Allison Russell Performs Live
( Photo by Dana Trippe )
Announcer: Listener-supported WNYC Studios.
[music]
Kousha Navidar: This is All Of It. I'm Kousha Navidar. Now I'm normally a producer of Notes from America, WNYC's weekly call-in show that's on Sundays at 6:00 PM. Shout out to my NFA fan by the way. This week I'm filling in for Alison Stewart and I am so happy to be here. I'm happy to be with you right now. Thanks for hanging out. Here's what we've got on today's show. We'll speak with New Yorker cartoonist Navied Mahdavian about his new graphic memoir This Country: Searching for Home in (Very) Rural America. Canadian pop star Charlotte Cardin is here to talk to us and to share her music with us in a listening party for her latest album 99 Nights which drops this Friday. We'll speak with director Cory Finley about his new film Landscape with Invisible Hand. That's the plan. Let's get this started with Allison Russell.
[MUSIC - Allison Russell: The Returner]
That's The Returner, the lead single and title track of singer-songwriter Allison Russell's new album. Now you know Allison from her 2021 debut solo album Outside Child which was nominated for three Grammys and one Juno Award. She's also played in bands like the super group Our Native Daughters, as well as Birds of Chicago and Po' Girl. While this new album is also a "solo album", Russell put together an inspiring list of creative collaborators in the studio over a six-day recording period.
That's including a 16-member female group of musicians called the Rainbow Coalition, as well as her husband JT Nero, and his bandmate Drew Lindsay. The album also has appearances from the likes of Wendy & Lisa. Yes, that Wendy & Lisa from Prince and the Revolution, and other collaborators with Allison that include Brandi Carlile, Brandy Clark, and Hozier. The Returner is out on September 8th, followed by a nationwide tour this fall. With me now in studio for one, a preview listening party, and two, a little later on, a special performance is Allison Russell. Hey, Allison.
Allison: Hello, Kousha. So lovely to be here with you.
Kousha Navidar: It's so lovely to be here with you too five feet away, getting to talk in person. It's a real luxury.
Allison: In real life.
Kousha Navidar: In real life. We heard the title track of the album in the intro, The Returner. Do you remember the moment that song came to you?

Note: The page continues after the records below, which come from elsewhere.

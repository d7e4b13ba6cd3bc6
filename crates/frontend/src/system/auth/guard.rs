use leptos::prelude::*;
use leptos_router::components::Redirect;

use super::context::use_auth;

/// Renders children only for a logged-in admin, otherwise redirects to login
#[component]
pub fn RequireAuth(children: ChildrenFn) -> impl IntoView {
    let (auth_state, _) = use_auth();

    view! {
        <Show
            when=move || auth_state.get().logged_in
            fallback=|| view! { <Redirect path="/login" /> }
        >
            {children()}
        </Show>
    }
}
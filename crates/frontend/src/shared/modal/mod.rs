use crate::shared::icons::icon;
use leptos::ev;
use leptos::prelude::*;

#[component]
pub fn Modal(
    /// Title of the modal
    title: String,
    /// Callback when modal should close
    on_close: Callback<()>,
    /// Extra css class for the dialog box
    #[prop(optional, into)]
    class: String,
    /// Modal content
    children: Children,
) -> impl IntoView {
    // Escape closes the dialog
    let handle = window_event_listener(ev::keydown, move |event| {
        if event.key() == "Escape" {
            on_close.run(());
        }
    });
    on_cleanup(move || handle.remove());

    let stop_propagation = move |ev: ev::MouseEvent| {
        ev.stop_propagation();
    };

    view! {
        <div class="modal-overlay" on:click=move |_| on_close.run(())>
            <div class=format!("modal {}", class) on:click=stop_propagation>
                <div class="modal-header">
                    <h2 class="modal-title">{title}</h2>
                    <button class="button button--icon modal__close" on:click=move |_| on_close.run(())>
                        {icon("x")}
                    </button>
                </div>
                <div class="modal-body">
                    {children()}
                </div>
            </div>
        </div>
    }
}

/// Yes/no dialog used before destructive actions
#[component]
pub fn ConfirmDialog(
    title: String,
    text: String,
    #[prop(optional, into)] confirm_label: Option<String>,
    on_confirm: Callback<()>,
    on_cancel: Callback<()>,
) -> impl IntoView {
    let confirm_label = confirm_label.unwrap_or_else(|| "Διαγραφή".to_string());

    view! {
        <Modal title=title on_close=on_cancel class="modal--confirm">
            <p class="modal__text">{text}</p>
            <div class="modal__actions">
                <button class="button button--secondary" on:click=move |_| on_cancel.run(())>
                    "Ακύρωση"
                </button>
                <button class="button button--danger" on:click=move |_| on_confirm.run(())>
                    {confirm_label}
                </button>
            </div>
        </Modal>
    }
}
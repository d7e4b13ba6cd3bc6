pub mod api_error;
pub mod serde_helpers;
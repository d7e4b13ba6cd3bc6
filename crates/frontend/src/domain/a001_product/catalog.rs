//! Categories and subcategories offered by the product forms and filters

use crate::shared::gateway::ProductGateway;
use contracts::domain::common::Sourced;

/// Built-in catalog used while the backend cannot be reached
const SAMPLE: [(&str, &[&str]); 3] = [
    ("Ηλεκτρονικά", &["Ακουστικά", "Ηχεία", "Αξεσουάρ"]),
    ("Ρούχα", &["Ανδρικά", "Γυναικεία", "Παιδικά"]),
    ("Υγεία", &["Συνταγές", "Συμπληρώματα"]),
];

#[derive(Debug, Clone, Default, PartialEq)]
pub struct Catalog {
    pub categories: Vec<String>,
    /// Flat list from the backend; empty for the built-in catalog
    pub subcategories: Vec<String>,
    /// Subcategories per category; only the built-in catalog has them
    pub grouped: Vec<(String, Vec<String>)>,
}

impl Catalog {
    pub fn remote(categories: Vec<String>, subcategories: Vec<String>) -> Self {
        Self {
            categories,
            subcategories,
            grouped: Vec::new(),
        }
    }

    pub fn sample() -> Self {
        let grouped: Vec<(String, Vec<String>)> = SAMPLE
            .iter()
            .map(|(cat, subs)| (cat.to_string(), subs.iter().map(|s| s.to_string()).collect()))
            .collect();
        Self {
            categories: grouped.iter().map(|(c, _)| c.clone()).collect(),
            subcategories: Vec::new(),
            grouped,
        }
    }

    /// Subcategory options for the chosen category
    pub fn subcategories_for(&self, category: &str) -> Vec<String> {
        if !self.subcategories.is_empty() {
            return self.subcategories.clone();
        }
        self.grouped
            .iter()
            .find(|(cat, _)| cat == category)
            .map(|(_, subs)| subs.clone())
            .unwrap_or_default()
    }

    /// Every known subcategory, for filters that ignore the category
    pub fn all_subcategories(&self) -> Vec<String> {
        if !self.subcategories.is_empty() {
            return self.subcategories.clone();
        }
        self.grouped.iter().flat_map(|(_, subs)| subs.iter().cloned()).collect()
    }
}

/// Fetch both lists; any failure falls back to the built-in catalog
pub async fn load_catalog<G: ProductGateway>(gateway: &G) -> Sourced<Catalog> {
    let categories = gateway.categories().await;
    let subcategories = gateway.subcategories().await;
    match (categories, subcategories) {
        (Ok(cats), Ok(subs)) => Sourced::remote(Catalog::remote(cats, subs)),
        (Err(e), _) | (_, Err(e)) => {
            log::warn!("Could not fetch categories/subcategories, using sample catalog: {}", e);
            Sourced::fallback(Catalog::sample())
        }
    }
}

/// Label for a category value: first letter upper-cased, underscores as spaces
pub fn display_label(value: &str) -> String {
    let mut chars = value.chars();
    match chars.next() {
        Some(first) => first
            .to_uppercase()
            .chain(chars.map(|c| if c == '_' { ' ' } else { c }))
            .collect(),
        None => String::new(),
    }
}

#[cfg(test)]
mod tests {
    use super::*;

    #[test]
    fn test_sample_subcategories_follow_category() {
        let catalog = Catalog::sample();
        assert_eq!(catalog.categories, vec!["Ηλεκτρονικά", "Ρούχα", "Υγεία"]);
        assert_eq!(catalog.subcategories_for("Υγεία"), vec!["Συνταγές", "Συμπληρώματα"]);
        assert!(catalog.subcategories_for("").is_empty());
        assert_eq!(catalog.all_subcategories().len(), 8);
    }

    #[test]
    fn test_remote_subcategories_are_flat() {
        let catalog = Catalog::remote(vec!["a".into()], vec!["x".into(), "y".into()]);
        assert_eq!(catalog.subcategories_for("anything"), vec!["x", "y"]);
    }

    #[test]
    fn test_display_label() {
        assert_eq!(display_label("ηλεκτρονικά"), "Ηλεκτρονικά");
        assert_eq!(display_label("shoes"), "Shoes");
        assert_eq!(display_label("smart_home"), "Smart home");
        assert_eq!(display_label(""), "");
    }
}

Allison: The idea of The Returner started gestating when I was on stage with Joni Mitchell at the Surprise Joni Jam at Newport last summer. I ended up writing a poem about that experience and about her after it and in the poem I called her Our Lady Returner. It was such a mystical, transcendent moment to be part of to watch this artist returning who had been told not only that she wouldn't sing or play again but that she wouldn't walk or talk again and the kind of grit and grace and sheer will that she has overcome in the last aneurysm she experienced with. To be in circle with her in creative communion with her was so inspiring and so that notion of a returner came to me after that. I think the song started gestating then but JT and Drew and I didn't finish writing it until about, let's see, it would've been November that we finished writing it.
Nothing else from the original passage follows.